I may not wish to disclose the content of email for personal preference but would like to excerpt this...

my final year may not be all about exams, but i've got at least 5 supervisors to impress to get good pre-intern assessment. and i knew i didnt the last time i did it in msia. in fact, i reached my breaking point while working hard to reach the high-sky expectation. toughest time of all when ur so close to finishing, only to realise ur so far away. again, tears and fear were the dreadful company. only that i've gone back to the basic, ALLAH the GREATEST. as my bro's saying, i shuld do my best before accepting any failure than not trying my best and fail. and my belief also said so, HE will grant me whatever i deserve. even if the worst happened to me, i will not let myself stop there. i've got so much personal satisfaction and worthiness that i need to work on in this field and i cant stop half way.

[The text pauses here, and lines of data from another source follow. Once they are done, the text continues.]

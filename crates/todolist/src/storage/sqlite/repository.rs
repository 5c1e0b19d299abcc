//! SQLite repository implementation.
//!
//! Implements [`ListRepository`] from `todolist_core::storage` using SQLite.

use async_trait::async_trait;
use tokio_rusqlite::Connection;

use todolist_core::list::{CreateListItem, ListItem, UpdateListItem};
use todolist_core::storage::{ListRepository, RepositoryError, Result};

use super::conversions::row_to_list_item;
use super::error::{map_tokio_rusqlite_error, map_tokio_rusqlite_error_with_id};
use super::schema;

/// Helper to wrap rusqlite errors for tokio_rusqlite closures.
fn wrap_err(e: rusqlite::Error) -> tokio_rusqlite::Error {
    tokio_rusqlite::Error::Rusqlite(e)
}

/// Fetch a single row by ID on an open connection.
fn select_by_id(conn: &rusqlite::Connection, id: i64) -> tokio_rusqlite::Result<ListItem> {
    conn.query_row(schema::SELECT_LIST_BY_ID, [id], row_to_list_item)
        .map_err(wrap_err)
}

/// SQLite-based repository implementation.
///
/// The underlying connection runs on a dedicated background thread and
/// serializes calls, so a single repository can be shared by every request.
pub struct SqliteRepository {
    conn: Connection,
}

impl SqliteRepository {
    /// Creates a new repository with a file-based database.
    ///
    /// The database file will be created if it doesn't exist.
    /// Schema tables are created automatically.
    pub async fn new(path: &str) -> Result<Self> {
        let conn = Connection::open(path)
            .await
            .map_err(|e| RepositoryError::ConnectionFailed(e.to_string()))?;

        Self::init_schema(&conn).await?;

        Ok(Self { conn })
    }

    /// Creates a new repository with an in-memory database.
    ///
    /// Useful for testing - data is lost when the connection is dropped.
    #[cfg(test)]
    pub async fn new_in_memory() -> Result<Self> {
        let conn = Connection::open_in_memory()
            .await
            .map_err(|e| RepositoryError::ConnectionFailed(e.to_string()))?;

        Self::init_schema(&conn).await?;

        Ok(Self { conn })
    }

    /// Initialize the database schema.
    async fn init_schema(conn: &Connection) -> Result<()> {
        conn.call(|conn| {
            conn.execute_batch(schema::CREATE_TABLES)
                .map_err(wrap_err)?;
            Ok(())
        })
        .await
        .map_err(map_tokio_rusqlite_error)
    }
}

#[async_trait]
impl ListRepository for SqliteRepository {
    async fn list_all(&self) -> Result<Vec<ListItem>> {
        self.conn
            .call(|conn| {
                let mut stmt = conn.prepare(schema::SELECT_ALL_LISTS).map_err(wrap_err)?;
                let rows = stmt.query_map([], row_to_list_item).map_err(wrap_err)?;

                let mut items = Vec::new();
                for row_result in rows {
                    items.push(row_result.map_err(wrap_err)?);
                }
                Ok(items)
            })
            .await
            .map_err(map_tokio_rusqlite_error)
    }

    async fn insert(&self, item: &CreateListItem) -> Result<ListItem> {
        let list_name = item.list_name.clone().unwrap_or_default();
        let title = item.title.clone().unwrap_or_default();
        let description = item.description.clone().unwrap_or_default();

        self.conn
            .call(move |conn| {
                conn.execute(
                    schema::INSERT_LIST,
                    rusqlite::params![list_name, title, description],
                )
                .map_err(wrap_err)?;
                let id = conn.last_insert_rowid();
                select_by_id(conn, id)
            })
            .await
            .map_err(map_tokio_rusqlite_error)
    }

    async fn get_by_id(&self, id: i64) -> Result<ListItem> {
        self.conn
            .call(move |conn| select_by_id(conn, id))
            .await
            .map_err(|e| map_tokio_rusqlite_error_with_id(e, id))
    }

    async fn update_by_id(&self, id: i64, update: &UpdateListItem) -> Result<ListItem> {
        if update.is_empty() {
            return self.get_by_id(id).await;
        }

        let update = update.clone();

        self.conn
            .call(move |conn| {
                let rows = conn
                    .execute(
                        schema::UPDATE_LIST,
                        rusqlite::params![
                            id,
                            update.list_name,
                            update.title,
                            update.description,
                            update.status
                        ],
                    )
                    .map_err(wrap_err)?;
                if rows == 0 {
                    return Err(wrap_err(rusqlite::Error::QueryReturnedNoRows));
                }
                select_by_id(conn, id)
            })
            .await
            .map_err(|e| map_tokio_rusqlite_error_with_id(e, id))
    }

    async fn delete_by_id(&self, id: i64) -> Result<ListItem> {
        self.conn
            .call(move |conn| {
                let snapshot = select_by_id(conn, id)?;
                conn.execute(schema::DELETE_LIST, [id]).map_err(wrap_err)?;
                Ok(snapshot)
            })
            .await
            .map_err(|e| map_tokio_rusqlite_error_with_id(e, id))
    }

    async fn ping(&self) -> Result<()> {
        self.conn
            .call(|conn| {
                conn.query_row(schema::PING, [], |row| row.get::<_, i64>(0))
                    .map_err(wrap_err)?;
                Ok(())
            })
            .await
            .map_err(map_tokio_rusqlite_error)
    }
}

#[cfg(test)]
mod tests {
    use super::*;

    async fn repo() -> SqliteRepository {
        SqliteRepository::new_in_memory().await.unwrap()
    }

    #[tokio::test]
    async fn test_list_all_on_empty_table() {
        let repo = repo().await;

        let items = repo.list_all().await.unwrap();

        assert!(items.is_empty());
    }

    #[tokio::test]
    async fn test_insert_assigns_id_and_created_at() {
        let repo = repo().await;
        let request = CreateListItem::new()
            .with_list_name("A")
            .with_title("T")
            .with_description("D");

        let created = repo.insert(&request).await.unwrap();

        assert!(created.id > 0);
        assert_eq!(created.list_name, "A");
        assert_eq!(created.title, "T");
        assert_eq!(created.description, "D");
        assert_eq!(created.status, "");

        let fetched = repo.get_by_id(created.id).await.unwrap();
        assert_eq!(fetched, created);
    }

    #[tokio::test]
    async fn test_insert_with_missing_fields_uses_empty_strings() {
        let repo = repo().await;

        let created = repo.insert(&CreateListItem::new()).await.unwrap();

        assert_eq!(created.list_name, "");
        assert_eq!(created.title, "");
        assert_eq!(created.description, "");
    }

    #[tokio::test]
    async fn test_ids_are_unique_and_listed_in_order() {
        let repo = repo().await;

        let first = repo
            .insert(&CreateListItem::new().with_title("one"))
            .await
            .unwrap();
        let second = repo
            .insert(&CreateListItem::new().with_title("two"))
            .await
            .unwrap();

        assert_ne!(first.id, second.id);

        let items = repo.list_all().await.unwrap();
        let titles: Vec<&str> = items.iter().map(|i| i.title.as_str()).collect();
        assert_eq!(titles, vec!["one", "two"]);
    }

    #[tokio::test]
    async fn test_get_missing_row_is_not_found() {
        let repo = repo().await;

        let err = repo.get_by_id(404).await.unwrap_err();

        assert_eq!(
            err,
            RepositoryError::NotFound {
                entity_type: "ListItem",
                id: 404,
            }
        );
    }

    #[tokio::test]
    async fn test_update_only_touches_provided_fields() {
        let repo = repo().await;
        let created = repo
            .insert(&CreateListItem::new().with_list_name("L").with_title("T1"))
            .await
            .unwrap();

        let updated = repo
            .update_by_id(created.id, &UpdateListItem::new().with_status("done"))
            .await
            .unwrap();

        assert_eq!(updated.title, "T1");
        assert_eq!(updated.list_name, "L");
        assert_eq!(updated.status, "done");
        assert_eq!(updated.created_at, created.created_at);
    }

    #[tokio::test]
    async fn test_update_is_scoped_to_one_row() {
        let repo = repo().await;
        let target = repo
            .insert(&CreateListItem::new().with_title("target"))
            .await
            .unwrap();
        let other = repo
            .insert(&CreateListItem::new().with_title("other"))
            .await
            .unwrap();

        repo.update_by_id(target.id, &UpdateListItem::new().with_title("changed"))
            .await
            .unwrap();

        let untouched = repo.get_by_id(other.id).await.unwrap();
        assert_eq!(untouched.title, "other");
    }

    #[tokio::test]
    async fn test_update_missing_row_is_not_found() {
        let repo = repo().await;

        let err = repo
            .update_by_id(9, &UpdateListItem::new().with_title("x"))
            .await
            .unwrap_err();

        assert!(matches!(err, RepositoryError::NotFound { id: 9, .. }));
    }

    #[tokio::test]
    async fn test_empty_update_returns_current_row() {
        let repo = repo().await;
        let created = repo
            .insert(&CreateListItem::new().with_title("same"))
            .await
            .unwrap();

        let updated = repo
            .update_by_id(created.id, &UpdateListItem::new())
            .await
            .unwrap();

        assert_eq!(updated, created);

        let err = repo
            .update_by_id(created.id + 100, &UpdateListItem::new())
            .await
            .unwrap_err();
        assert!(matches!(err, RepositoryError::NotFound { .. }));
    }

    #[tokio::test]
    async fn test_delete_returns_snapshot_and_removes_row() {
        let repo = repo().await;
        let created = repo
            .insert(&CreateListItem::new().with_title("bye"))
            .await
            .unwrap();

        let deleted = repo.delete_by_id(created.id).await.unwrap();

        assert_eq!(deleted, created);
        assert!(matches!(
            repo.get_by_id(created.id).await,
            Err(RepositoryError::NotFound { .. })
        ));
        assert!(matches!(
            repo.delete_by_id(created.id).await,
            Err(RepositoryError::NotFound { .. })
        ));
    }

    #[tokio::test]
    async fn test_ping() {
        let repo = repo().await;

        repo.ping().await.unwrap();
    }
}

as i wrote some time ago. this gush of urge to share this came while i was hopping from meddie's to meddie's. feeling for their pain, feeling sorry for them that their meddies' years went that way. i have no intention to offend anyone, any place or any educational system but i know where does the feeling roots from. cos i've touched it once and it drowned me. the feeling of worst, nauseating. dragged me down to the level i've never imagined i would be or survived. but i did. even at the point of writing this imagining the feelings, nauseating. to know that i choose to brave through the feelings again next year and after, for the name of family and little comfort, nauseating.

i need to ackowledge how lucky, chosen i am to experience the opposite here. away from the so-called homeland.

here, i was told and reminded that i could not possibly know everything. the only difference i can make is to know where to find the knowledge and who to get the wisdom. its should not be tough, instead its gonna be fulfilling. its gonna make u a better person, change u for what ur worth.

here, i seldom feel the discrepancy. of BIG doctors and small doctors, as of laymen term. i observed and fascinated at the hands-in-hands achievement. i immersed myself in the non-existent border between the layers of hierarchy and realised i could only dream of the same after finishing this.

here, i may struggle with being minority. not the nicest feeling, fair enough. of turning into an introvert and chose to be the quiet almost invisible shadow in the crowd but i could feel contenment. of being able to push myself a little bit more each time and reward myself justly with shopping trip and restaurant visits.

here, i appreciate my student's life as much as i appreciate people. i envision my future daunting working load as a little contribution to others' life. of being able to care and be human. i pray and hope that regardless, my intention does not change over the years.

trust me, i would not be able to become little miss genius, i do not work for that. i just want to make differences in people's life.' insya Allah, the nawaitu.

trust me, i am as scared as those of u who are struggling with papers and examiners. if only i could let you know that last year, the graduation dinner's over only to be told that there would be board of examiners' meeting less than a week away from the grads day, to decide those who actually need to withold their scroll-receiving ceremony. based on 5 pieces of paper, written by diff person who may have set up diff expectation and diff measures to grade a student. nothing of exams or orals or OSCE. i've seen how much it took away the excitement from the faces i very much knew had tried their best. i'm hiding my anxiety, my fear and my lacking confidence that i've meet the expectation of the person in previous rotation. this, will haunt me till december. how does that feels to you?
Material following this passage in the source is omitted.